(Records from a dataset)

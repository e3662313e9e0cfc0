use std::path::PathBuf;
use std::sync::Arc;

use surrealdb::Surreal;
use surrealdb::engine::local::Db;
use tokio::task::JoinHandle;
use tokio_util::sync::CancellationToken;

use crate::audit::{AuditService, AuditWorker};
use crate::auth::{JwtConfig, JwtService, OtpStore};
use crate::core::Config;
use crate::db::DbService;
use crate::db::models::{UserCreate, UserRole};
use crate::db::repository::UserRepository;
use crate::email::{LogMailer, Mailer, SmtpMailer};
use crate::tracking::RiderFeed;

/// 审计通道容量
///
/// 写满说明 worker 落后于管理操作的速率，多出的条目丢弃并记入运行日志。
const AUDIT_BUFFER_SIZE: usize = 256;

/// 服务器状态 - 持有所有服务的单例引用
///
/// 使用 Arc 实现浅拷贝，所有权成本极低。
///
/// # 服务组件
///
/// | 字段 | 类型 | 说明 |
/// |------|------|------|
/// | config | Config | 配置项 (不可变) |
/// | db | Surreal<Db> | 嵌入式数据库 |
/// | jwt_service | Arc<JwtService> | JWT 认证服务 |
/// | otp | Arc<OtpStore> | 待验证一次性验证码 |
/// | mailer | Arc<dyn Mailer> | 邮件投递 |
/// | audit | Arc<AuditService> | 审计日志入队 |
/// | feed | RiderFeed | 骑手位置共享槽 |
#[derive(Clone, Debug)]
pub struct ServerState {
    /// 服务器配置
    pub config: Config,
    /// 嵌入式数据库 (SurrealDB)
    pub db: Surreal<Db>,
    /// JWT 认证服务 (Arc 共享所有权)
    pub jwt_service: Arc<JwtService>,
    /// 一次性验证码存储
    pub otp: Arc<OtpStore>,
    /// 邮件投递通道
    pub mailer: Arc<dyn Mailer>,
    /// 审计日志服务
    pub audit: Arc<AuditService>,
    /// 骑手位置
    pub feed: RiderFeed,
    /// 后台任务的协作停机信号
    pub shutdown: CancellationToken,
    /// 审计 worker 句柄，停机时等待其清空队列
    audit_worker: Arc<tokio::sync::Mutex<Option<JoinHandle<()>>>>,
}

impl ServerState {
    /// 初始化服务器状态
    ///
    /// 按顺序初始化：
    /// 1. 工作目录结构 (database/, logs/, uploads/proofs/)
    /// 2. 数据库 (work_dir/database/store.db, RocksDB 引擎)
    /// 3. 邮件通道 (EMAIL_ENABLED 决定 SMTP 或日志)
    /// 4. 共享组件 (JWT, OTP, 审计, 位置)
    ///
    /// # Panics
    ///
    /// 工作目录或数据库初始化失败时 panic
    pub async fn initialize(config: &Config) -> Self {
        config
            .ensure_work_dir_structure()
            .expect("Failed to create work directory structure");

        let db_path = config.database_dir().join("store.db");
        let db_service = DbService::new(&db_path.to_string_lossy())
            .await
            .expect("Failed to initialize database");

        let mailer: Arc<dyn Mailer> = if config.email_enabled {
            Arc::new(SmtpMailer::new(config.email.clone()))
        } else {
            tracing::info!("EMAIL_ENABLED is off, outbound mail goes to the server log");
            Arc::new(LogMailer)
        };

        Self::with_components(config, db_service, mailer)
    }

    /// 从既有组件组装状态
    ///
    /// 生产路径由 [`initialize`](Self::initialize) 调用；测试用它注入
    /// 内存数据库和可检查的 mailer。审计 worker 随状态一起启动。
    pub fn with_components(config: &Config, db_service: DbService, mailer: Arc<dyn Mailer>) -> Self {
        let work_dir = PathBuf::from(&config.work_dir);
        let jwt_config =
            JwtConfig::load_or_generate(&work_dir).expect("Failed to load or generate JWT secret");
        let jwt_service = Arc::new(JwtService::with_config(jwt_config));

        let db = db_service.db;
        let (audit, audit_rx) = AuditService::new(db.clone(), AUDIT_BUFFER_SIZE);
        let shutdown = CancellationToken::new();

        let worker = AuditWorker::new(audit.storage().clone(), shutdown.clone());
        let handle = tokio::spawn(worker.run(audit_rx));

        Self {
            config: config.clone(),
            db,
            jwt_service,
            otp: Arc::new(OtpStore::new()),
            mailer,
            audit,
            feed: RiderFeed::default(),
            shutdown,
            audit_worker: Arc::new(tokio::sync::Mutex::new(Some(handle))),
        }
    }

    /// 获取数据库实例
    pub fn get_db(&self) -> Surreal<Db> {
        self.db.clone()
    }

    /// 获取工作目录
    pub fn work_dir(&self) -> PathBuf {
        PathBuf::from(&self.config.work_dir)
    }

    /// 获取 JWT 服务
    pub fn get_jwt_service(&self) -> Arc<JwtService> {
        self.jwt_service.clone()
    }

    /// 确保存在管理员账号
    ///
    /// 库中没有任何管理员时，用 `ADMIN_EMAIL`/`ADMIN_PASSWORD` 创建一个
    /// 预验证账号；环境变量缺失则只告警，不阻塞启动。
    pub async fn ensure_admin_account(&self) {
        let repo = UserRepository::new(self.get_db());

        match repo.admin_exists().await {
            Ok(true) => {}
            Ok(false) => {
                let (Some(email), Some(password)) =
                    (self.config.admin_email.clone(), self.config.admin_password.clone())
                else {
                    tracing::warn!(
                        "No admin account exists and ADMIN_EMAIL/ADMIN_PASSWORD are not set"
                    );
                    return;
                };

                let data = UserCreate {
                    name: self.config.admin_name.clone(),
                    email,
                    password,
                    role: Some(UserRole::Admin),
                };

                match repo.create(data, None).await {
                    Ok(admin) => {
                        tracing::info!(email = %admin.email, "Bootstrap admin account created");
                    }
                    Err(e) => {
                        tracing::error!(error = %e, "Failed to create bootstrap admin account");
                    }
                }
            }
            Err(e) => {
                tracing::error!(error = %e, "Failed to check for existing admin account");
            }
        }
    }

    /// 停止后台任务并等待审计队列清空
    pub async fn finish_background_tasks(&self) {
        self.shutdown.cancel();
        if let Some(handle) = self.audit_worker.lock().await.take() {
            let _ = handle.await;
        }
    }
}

* What is being asked *
Word for word, copy out all the data given above.

* Response to the task *
repository e3662313e9e0cfc0
use std::path::PathBuf;
use std::sync::Arc;

use surrealdb::Surreal;
use surrealdb::engine::local::Db;
use tokio::task::JoinHandle;
use tokio_util::sync::CancellationToken;

use crate::audit::{AuditService, AuditWorker};
use crate::auth::{JwtConfig, JwtService, OtpStore};
use crate::core::Config;
use crate::db::DbService;
use crate::db::models::{UserCreate, UserRole};
use crate::db::repository::UserRepository;
use crate::email::{LogMailer, Mailer, SmtpMailer};
use crate::tracking::RiderFeed;

/// 审计通道容量
///
/// 写满说明 worker 落后于管理操作的速率，多出的条目丢弃并记入运行日志。
const AUDIT_BUFFER_SIZE: usize = 256;

/// 服务器状态 - 持有所有服务的单例引用
///
/// 使用 Arc 实现浅拷贝，所有权成本极低。
///
/// # 服务组件
///
/// | 字段 | 类型 | 说明 |
/// |------|------|------|
/// | config | Config | 配置项 (不可变) |
/// | db | Surreal<Db> | 嵌入式数据库 |
/// | jwt_service | Arc<JwtService> | JWT 认证服务 |
/// | otp | Arc<OtpStore> | 待验证一次性验证码 |
/// | mailer | Arc<dyn Mailer> | 邮件投递 |
/// | audit | Arc<AuditService> | 审计日志入队 |
/// | feed | RiderFeed | 骑手位置共享槽 |
#[derive(Clone, Debug)]
pub struct ServerState {
    /// 服务器配置
    pub config: Config,
    /// 嵌入式数据库 (SurrealDB)
    pub db: Surreal<Db>,
    /// JWT 认证服务 (Arc 共享所有权)
    pub jwt_service: Arc<JwtService>,
    /// 一次性验证码存储
    pub otp: Arc<OtpStore>,
    /// 邮件投递通道
    pub mailer: Arc<dyn Mailer>,
    /// 审计日志服务
    pub audit: Arc<AuditService>,
    /// 骑手位置
    pub feed: RiderFeed,
    /// 后台任务的协作停机信号
    pub shutdown: CancellationToken,
    /// 审计 worker 句柄，停机时等待其清空队列
    audit_worker: Arc<tokio::sync::Mutex<Option<JoinHandle<()>>>>,
}

impl ServerState {
    /// 初始化服务器状态
    ///
    /// 按顺序初始化：
    /// 1. 工作目录结构 (database/, logs/, uploads/proofs/)
    /// 2. 数据库 (work_dir/database/store.db, RocksDB 引擎)
    /// 3. 邮件通道 (EMAIL_ENABLED 决定 SMTP 或日志)
    /// 4. 共享组件 (JWT, OTP, 审计, 位置)
    ///
    /// # Panics
    ///
    /// 工作目录或数据库初始化失败时 panic
    pub async fn initialize(config: &Config) -> Self {
        config
            .ensure_work_dir_structure()
            .expect("Failed to create work directory structure");

        let db_path = config.database_dir().join("store.db");
        let db_service = DbService::new(&db_path.to_string_lossy())
            .await
            .expect("Failed to initialize database");

        let mailer: Arc<dyn Mailer> = if config.email_enabled {
            Arc::new(SmtpMailer::new(config.email.clone()))
        } else {
            tracing::info!("EMAIL_ENABLED is off, outbound mail goes to the server log");
            Arc::new(LogMailer)
        };

        Self::with_components(config, db_service, mailer)
    }

    /// 从既有组件组装状态
    ///
    /// 生产路径由 [`initialize`](Self::initialize) 调用；测试用它注入
    /// 内存数据库和可检查的 mailer。审计 worker 随状态一起启动。
    pub fn with_components(config: &Config, db_service: DbService, mailer: Arc<dyn Mailer>) -> Self {
        let work_dir = PathBuf::from(&config.work_dir);
        let jwt_config =
            JwtConfig::load_or_generate(&work_dir).expect("Failed to load or generate JWT secret");
        let jwt_service = Arc::new(JwtService::with_config(jwt_config));

        let db = db_service.db;
        let (audit, audit_rx) = AuditService::new(db.clone(), AUDIT_BUFFER_SIZE);
        let shutdown = CancellationToken::new();

        let worker = AuditWorker::new(audit.storage().clone(), shutdown.clone());
        let handle = tokio::spawn(worker.run(audit_rx));

        Self {
            config: config.clone(),
            db,
            jwt_service,
            otp: Arc::new(OtpStore::new()),
            mailer,
            audit,
            feed: RiderFeed::default(),
            shutdown,
            audit_worker: Arc::new(tokio::sync::Mutex::new(Some(handle))),
        }
    }

    /// 获取数据库实例
    pub fn get_db(&self) -> Surreal<Db> {
        self.db.clone()
    }

    /// 获取工作目录
    pub fn work_dir(&self) -> PathBuf {
        PathBuf::from(&self.config.work_dir)
    }

    /// 获取 JWT 服务
    pub fn get_jwt_service(&self) -> Arc<JwtService> {
        self.jwt_service.clone()
    }

    /// 确保存在管理员账号
    ///
    /// 库中没有任何管理员时，用 `ADMIN_EMAIL`/`ADMIN_PASSWORD` 创建一个
    /// 预验证账号；环境变量缺失则只告警，不阻塞启动。
    pub async fn ensure_admin_account(&self) {
        let repo = UserRepository::new(self.get_db());

        match repo.admin_exists().await {
            Ok(true) => {}
            Ok(false) => {
                let (Some(email), Some(password)) =
                    (self.config.admin_email.clone(), self.config.admin_password.clone())
                else {
                    tracing::warn!(
                        "No admin account exists and ADMIN_EMAIL/ADMIN_PASSWORD are not set"
                    );
                    return;
                };

                let data = UserCreate {
                    name: self.config.admin_name.clone(),
                    email,
                    password,
                    role: Some(UserRole::Admin),
                };

                match repo.create(data, None).await {
                    Ok(admin) => {
                        tracing::info!(email = %admin.email, "Bootstrap admin account created");
                    }
                    Err(e) => {
                        tracing::error!(error = %e, "Failed to create bootstrap admin account");
                    }
                }
            }
            Err(e) => {
                tracing::error!(error = %e, "Failed to check for existing admin account");
            }
        }
    }

    /// 停止后台任务并等待审计队列清空
    pub async fn finish_background_tasks(&self) {
        self.shutdown.cancel();
        if let Some(handle) = self.audit_worker.lock().await.take() {
            let _ = handle.await;
        }
    }
}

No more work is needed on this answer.